Finalmente, la Junta les cambia de colegio a otro barrio donde no conocen a nadie, pero que los miran de lado porque son los de caso de abuso del colegio ese que ha salido en la prensa. El juicio se alarga lo que la justicia camina. Cuando llega, el niño ha conseguido mantener un mínimo equilibrio mental gracias a mucho terapeuta y psicólogo. Ya estaba integrado en el nuevo colegio cuando la prensa vuelve a reabrir heridas, el crío lo revive todo y los estudios se van a la porra de nuevo. Llega el juicio con las declaraciones del profesor diciendo que todo fue producto de las casualidades, que es mentira o una enfermedad que le carcome el alma. Los acusados tienen derecho a mentir, a declarar lo que les dé la gana y a no inculparse jamás. Su abogado defensor se saca conejos de la chistera, palomas de la solapa y escupe como un ventilador a todo lo que se menea, intentando que el Titanic no naufrague.
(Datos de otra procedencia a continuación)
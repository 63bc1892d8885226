//! MongoDB connection management

mod config;
mod connector;
mod health;

pub use config::MongoConfig;
pub use connector::{connect_from_config, connect_from_config_with_retry};
pub use health::{HealthStatus, check_health_detailed};

// Re-export MongoDB types for convenience
pub use mongodb::{Client, Collection, Database};
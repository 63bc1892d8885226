//! Products API routes

use axum::Router;
use domain_products::{MongoProductRepository, ProductService, handlers};

use crate::state::AppState;

fn repository(state: &AppState) -> MongoProductRepository {
    MongoProductRepository::with_collection(&state.db, &state.config.products_collection)
}

/// `/produtos` routes backed by MongoDB
pub fn router(state: &AppState) -> Router {
    handlers::router(ProductService::new(repository(state)))
}

/// Initialize products indexes
pub async fn init_indexes(state: &AppState) -> eyre::Result<()> {
    repository(state).init_indexes().await?;
    Ok(())
}
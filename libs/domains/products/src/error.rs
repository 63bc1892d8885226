use axum::response::{IntoResponse, Response};
use axum_helpers::AppError;
use mongodb::error::ErrorKind;
use thiserror::Error;

#[derive(Debug, Error)]
pub enum ProductError {
    /// No stored product carries the requested identifier
    #[error("Product not found: {0}")]
    NotFound(String),

    /// Connection, timeout or query failure reported by the document store
    #[error("Store error: {0}")]
    Store(String),

    /// Anything else: bad arguments, (de)serialization failures, broken invariants
    #[error("Unexpected error: {0}")]
    Unexpected(String),
}

pub type ProductResult<T> = Result<T, ProductError>;

impl From<ProductError> for AppError {
    fn from(err: ProductError) -> Self {
        match err {
            ProductError::NotFound(id) => AppError::NotFound(format!("Product {} not found", id)),
            ProductError::Store(msg) => AppError::Database(msg),
            ProductError::Unexpected(msg) => AppError::BadRequest(msg),
        }
    }
}

impl IntoResponse for ProductError {
    fn into_response(self) -> Response {
        let app_error: AppError = self.into();
        app_error.into_response()
    }
}

impl From<mongodb::error::Error> for ProductError {
    fn from(err: mongodb::error::Error) -> Self {
        match *err.kind {
            ErrorKind::InvalidArgument { .. }
            | ErrorKind::BsonSerialization(_)
            | ErrorKind::BsonDeserialization(_) => ProductError::Unexpected(err.to_string()),
            _ => ProductError::Store(err.to_string()),
        }
    }
}
use axum::http::{HeaderValue, Method, header};
use std::io;
use std::time::Duration;
use tower_http::cors::{AllowOrigin, CorsLayer};

/// Build a CORS layer for the given origins.
///
/// Allows the methods the catalog API serves (GET, POST, PATCH, OPTIONS),
/// JSON content headers, and caches preflight results for one hour.
///
/// # Errors
/// `InvalidInput` when the list is empty or an origin is not a valid header value.
pub fn create_cors_layer(origins: &[String]) -> io::Result<CorsLayer> {
    let allowed = origins
        .iter()
        .map(|origin| origin.parse::<HeaderValue>())
        .collect::<Result<Vec<_>, _>>()
        .map_err(|e| {
            io::Error::new(
                io::ErrorKind::InvalidInput,
                format!("Invalid CORS_ALLOWED_ORIGIN value: {}", e),
            )
        })?;

    if allowed.is_empty() {
        return Err(io::Error::new(
            io::ErrorKind::InvalidInput,
            "CORS_ALLOWED_ORIGIN cannot be empty",
        ));
    }

    Ok(CorsLayer::new()
        .allow_origin(AllowOrigin::list(allowed))
        .allow_methods([Method::GET, Method::POST, Method::PATCH, Method::OPTIONS])
        .allow_headers([header::CONTENT_TYPE, header::ACCEPT])
        .max_age(Duration::from_secs(3600)))
}
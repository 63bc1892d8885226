use axum::{
    Json, Router,
    extract::State,
    http::StatusCode,
    response::{IntoResponse, Response},
    routing::get,
};
use core_config::AppInfo;
use futures::future::join_all;
use serde::Serialize;
use serde_json::{Map, Value, json};
use std::future::Future;
use std::pin::Pin;

#[derive(Debug, Serialize)]
pub struct HealthResponse {
    pub status: &'static str,
    pub name: &'static str,
    pub version: &'static str,
}

/// A boxed dependency check; `Err` carries the failure text for logs.
pub type HealthCheckFuture<'a> = Pin<Box<dyn Future<Output = Result<(), String>> + Send + 'a>>;

/// Run dependency checks concurrently and aggregate them into a readiness response.
///
/// The body is `{"status": "ready" | "not ready", "<name>": "connected" | "disconnected", ...}`;
/// the status is 200 when every check passes and 503 otherwise.
///
/// # Example
/// ```ignore
/// let checks: Vec<(&str, HealthCheckFuture<'_>)> = vec![(
///     "mongodb",
///     Box::pin(async { ping(&client).await.map_err(|e| e.to_string()) }),
/// )];
/// run_health_checks(checks).await
/// ```
pub async fn run_health_checks(checks: Vec<(&str, HealthCheckFuture<'_>)>) -> (StatusCode, Json<Value>) {
    let (names, futures): (Vec<_>, Vec<_>) = checks.into_iter().unzip();
    let results = join_all(futures).await;

    let mut body = Map::new();
    let mut all_healthy = true;

    for (name, result) in names.into_iter().zip(results) {
        let state = match result {
            Ok(()) => "connected",
            Err(e) => {
                tracing::error!("Readiness check failed: {} error: {}", name, e);
                all_healthy = false;
                "disconnected"
            }
        };
        body.insert(name.to_string(), json!(state));
    }

    body.insert(
        "status".to_string(),
        json!(if all_healthy { "ready" } else { "not ready" }),
    );

    let status = if all_healthy {
        StatusCode::OK
    } else {
        StatusCode::SERVICE_UNAVAILABLE
    };
    (status, Json(Value::Object(body)))
}

/// Liveness handler: 200 with the app name and version while the process runs.
pub async fn health_handler(State(app): State<AppInfo>) -> Response {
    let response = HealthResponse {
        status: "healthy",
        name: app.name,
        version: app.version,
    };

    (StatusCode::OK, Json(response)).into_response()
}

/// Router with the `/health` endpoint.
pub fn health_router(app_info: AppInfo) -> Router {
    Router::new()
        .route("/health", get(health_handler))
        .with_state(app_info)
}
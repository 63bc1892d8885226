//! Product Service - Business logic layer

use chrono::Utc;
use std::sync::Arc;
use tracing::instrument;

use crate::error::{ProductError, ProductResult};
use crate::filter::{LIST_LIMIT, PriceRange, ProductFilter};
use crate::models::{NewProduct, Product, ProductInput};
use crate::repository::ProductRepository;

/// Product operations on top of a [`ProductRepository`].
///
/// The service owns timestamping: `updatedAt` always comes from the server
/// clock, never from the client.
pub struct ProductService<R: ProductRepository> {
    repository: Arc<R>,
}

impl<R: ProductRepository> ProductService<R> {
    pub fn new(repository: R) -> Self {
        Self {
            repository: Arc::new(repository),
        }
    }

    /// Stamp, insert and return the product with its new identifier.
    #[instrument(skip(self, input), fields(product_name = %input.name))]
    pub async fn create_product(&self, input: ProductInput) -> ProductResult<Product> {
        let new = NewProduct::stamped(input, Utc::now());
        let identifier = self.repository.insert(new.clone()).await?;

        if identifier.is_empty() {
            return Err(ProductError::Unexpected(
                "store returned an empty identifier".to_string(),
            ));
        }

        tracing::info!(product_id = %identifier, "Product created");
        Ok(Product::from_new(identifier, new))
    }

    /// Fully replace the client fields of an existing product and restamp it.
    #[instrument(skip(self, input))]
    pub async fn update_product(
        &self,
        identifier: &str,
        input: ProductInput,
    ) -> ProductResult<Product> {
        let filter = ProductFilter::identifier(identifier);

        let mut product = self
            .repository
            .find_one(filter.clone())
            .await?
            .ok_or_else(|| ProductError::NotFound(identifier.to_string()))?;

        product.replace_with(input, Utc::now());

        // The product can vanish between the read and the write.
        if !self.repository.replace(filter, &product).await? {
            return Err(ProductError::NotFound(identifier.to_string()));
        }

        tracing::info!(product_id = %identifier, "Product updated");
        Ok(product)
    }

    /// Products priced strictly inside `range`, at most [`LIST_LIMIT`].
    #[instrument(skip(self))]
    pub async fn list_products(&self, range: PriceRange) -> ProductResult<Vec<Product>> {
        self.repository
            .find_many(ProductFilter::PriceRange(range), LIST_LIMIT)
            .await
    }
}

impl<R: ProductRepository> Clone for ProductService<R> {
    fn clone(&self) -> Self {
        Self {
            repository: Arc::clone(&self.repository),
        }
    }
}
use super::shutdown::shutdown_signal;
use crate::errors::handlers::not_found;
use crate::http::{cors::create_cors_layer, security::security_headers};
use axum::{Router, middleware};
use core_config::server::ServerConfig;
use std::future::Future;
use std::io;
use std::time::Duration;
use tokio::net::TcpListener;
use tower_http::compression::CompressionLayer;
use tower_http::trace::{DefaultMakeSpan, DefaultOnResponse, TraceLayer};
use tracing::{Level, info, warn};
use utoipa::OpenApi;

/// Combine service routes with documentation and cross-cutting middleware.
///
/// Sets up:
/// - OpenAPI JSON at `/api-docs/openapi.json`, Swagger UI (`/swagger-ui`),
///   ReDoc (`/redoc`), RapiDoc (`/rapidoc`) and Scalar (`/scalar`)
/// - `apis` merged at the root, so services own their full paths
/// - JSON 404 fallback
/// - Request tracing, security headers, response compression
/// - CORS, only when `server_config.cors_allowed_origins` is non-empty
///
/// Health endpoints are not included; merge [`health_router`](super::health_router)
/// and a service-specific readiness route on top.
///
/// # Errors
/// `InvalidInput` when a configured CORS origin is not a valid header value.
pub fn create_router<T>(apis: Router, server_config: &ServerConfig) -> io::Result<Router>
where
    T: OpenApi + 'static,
{
    use utoipa_rapidoc::RapiDoc;
    use utoipa_redoc::{Redoc, Servable as RedocServable};
    use utoipa_scalar::{Scalar, Servable as ScalarServable};
    use utoipa_swagger_ui::SwaggerUi;

    let router = Router::new()
        .merge(SwaggerUi::new("/swagger-ui").url("/api-docs/openapi.json", T::openapi()))
        .merge(Redoc::with_url("/redoc", T::openapi()))
        .merge(RapiDoc::new("/api-docs/openapi.json").path("/rapidoc"))
        .merge(Scalar::with_url("/scalar", T::openapi()))
        .merge(apis)
        .fallback(not_found)
        .layer(
            TraceLayer::new_for_http()
                .make_span_with(DefaultMakeSpan::new().level(Level::INFO))
                .on_response(DefaultOnResponse::new().level(Level::INFO)),
        )
        .layer(middleware::from_fn(security_headers));

    let router = if server_config.cors_allowed_origins.is_empty() {
        router
    } else {
        info!(
            origins = ?server_config.cors_allowed_origins,
            "CORS configured with allowed origins"
        );
        router.layer(create_cors_layer(&server_config.cors_allowed_origins)?)
    };

    Ok(router.layer(CompressionLayer::new()))
}

/// Bind the configured address and serve until SIGINT/SIGTERM, then run `cleanup`.
///
/// In-flight requests are drained before `cleanup` starts. `cleanup` is
/// bounded by `server_config.shutdown_timeout`.
///
/// # Example
/// ```ignore
/// create_production_app(router, &config.server, async move {
///     client.shutdown().await;
/// })
/// .await?;
/// ```
pub async fn create_production_app<F>(
    router: Router,
    server_config: &ServerConfig,
    cleanup: F,
) -> io::Result<()>
where
    F: Future<Output = ()> + Send + 'static,
{
    let listener = TcpListener::bind(server_config.address()).await?;
    serve_until(
        listener,
        router,
        shutdown_signal(),
        cleanup,
        server_config.shutdown_timeout,
    )
    .await
}

/// Serve on `listener` until `shutdown` resolves, then run `cleanup` within `cleanup_timeout`.
pub async fn serve_until<S, F>(
    listener: TcpListener,
    router: Router,
    shutdown: S,
    cleanup: F,
    cleanup_timeout: Duration,
) -> io::Result<()>
where
    S: Future<Output = ()> + Send + 'static,
    F: Future<Output = ()> + Send + 'static,
{
    info!("Server starting on {}", listener.local_addr()?);

    let serve_result = axum::serve(listener, router.into_make_service())
        .with_graceful_shutdown(shutdown)
        .await
        .inspect_err(|e| {
            tracing::error!("Server encountered an error: {:?}", e);
        });

    info!("Starting cleanup tasks (timeout: {:?})", cleanup_timeout);
    match tokio::time::timeout(cleanup_timeout, cleanup).await {
        Ok(()) => info!("Cleanup completed successfully"),
        Err(_) => warn!(
            "Cleanup exceeded timeout of {:?}, forcing shutdown",
            cleanup_timeout
        ),
    }

    serve_result
}

#[cfg(test)]
mod tests {
    use super::*;
    use axum::{
        body::Body,
        http::{Request, StatusCode},
        routing::get,
    };
    use http_body_util::BodyExt;
    use std::sync::Arc;
    use std::sync::atomic::{AtomicBool, Ordering};
    use tower::ServiceExt;

    #[derive(OpenApi)]
    #[openapi(info(title = "test"))]
    struct TestDoc;

    fn test_router() -> Router {
        let apis = Router::new().route("/ping", get(|| async { "pong" }));
        create_router::<TestDoc>(apis, &ServerConfig::default()).unwrap()
    }

    #[tokio::test]
    async fn test_routes_are_merged_at_root_with_security_headers() {
        let response = test_router()
            .oneshot(Request::get("/ping").body(Body::empty()).unwrap())
            .await
            .unwrap();

        assert_eq!(response.status(), StatusCode::OK);
        assert_eq!(response.headers()["x-content-type-options"], "nosniff");
        assert_eq!(response.headers()["x-frame-options"], "DENY");
    }

    #[tokio::test]
    async fn test_unknown_route_returns_json_404() {
        let response = test_router()
            .oneshot(Request::get("/nowhere").body(Body::empty()).unwrap())
            .await
            .unwrap();

        assert_eq!(response.status(), StatusCode::NOT_FOUND);
        let bytes = response.into_body().collect().await.unwrap().to_bytes();
        let body: serde_json::Value = serde_json::from_slice(&bytes).unwrap();
        assert_eq!(body["error"], "NOT_FOUND");
    }

    #[tokio::test]
    async fn test_openapi_document_is_served() {
        let response = test_router()
            .oneshot(
                Request::get("/api-docs/openapi.json")
                    .body(Body::empty())
                    .unwrap(),
            )
            .await
            .unwrap();

        assert_eq!(response.status(), StatusCode::OK);
    }

    #[tokio::test]
    async fn test_invalid_cors_origin_is_rejected() {
        let mut config = ServerConfig::default();
        config.cors_allowed_origins = vec!["bad\norigin".to_string()];
        assert!(create_router::<TestDoc>(Router::new(), &config).is_err());
    }

    #[tokio::test]
    async fn test_serve_until_runs_cleanup_after_shutdown() {
        let listener = TcpListener::bind("127.0.0.1:0").await.unwrap();
        let (tx, rx) = tokio::sync::oneshot::channel::<()>();
        let cleaned = Arc::new(AtomicBool::new(false));
        let flag = cleaned.clone();

        let server = tokio::spawn(serve_until(
            listener,
            Router::new(),
            async move {
                let _ = rx.await;
            },
            async move {
                flag.store(true, Ordering::SeqCst);
            },
            Duration::from_secs(1),
        ));

        tx.send(()).unwrap();
        server.await.unwrap().unwrap();
        assert!(cleaned.load(Ordering::SeqCst));
    }
}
El conocido escritor del que les hablaba al principio tiene hoy 50 años y aún recuerda en sus carnes como fue la tortura de convivir con un pederasta. Éste era un religioso que le daba clases de lengua, además de actividades deportivas donde aprovechaba para ejercer su oficio de maltratador de niños y asesino de futuros ajenos. Lo violó con ocho años en unas colonias infantiles, maltratándolo durante toda una noche donde lo maniató para facilitar el acceso carnal. Nunca se le juzgó, ni se hizo otra cosa que denunciarlo al Centro para que encima este profesor no fuera apartado, ni sancionado por su Orden. Ya no queda nada de aquel que fue un depredador sexual, más que un anciano decrépito que vive en una residencia de su Orden religiosa. En el escritor, en cambio, aún vive el niño de ocho años al que le arrebataron la felicidad de serlo.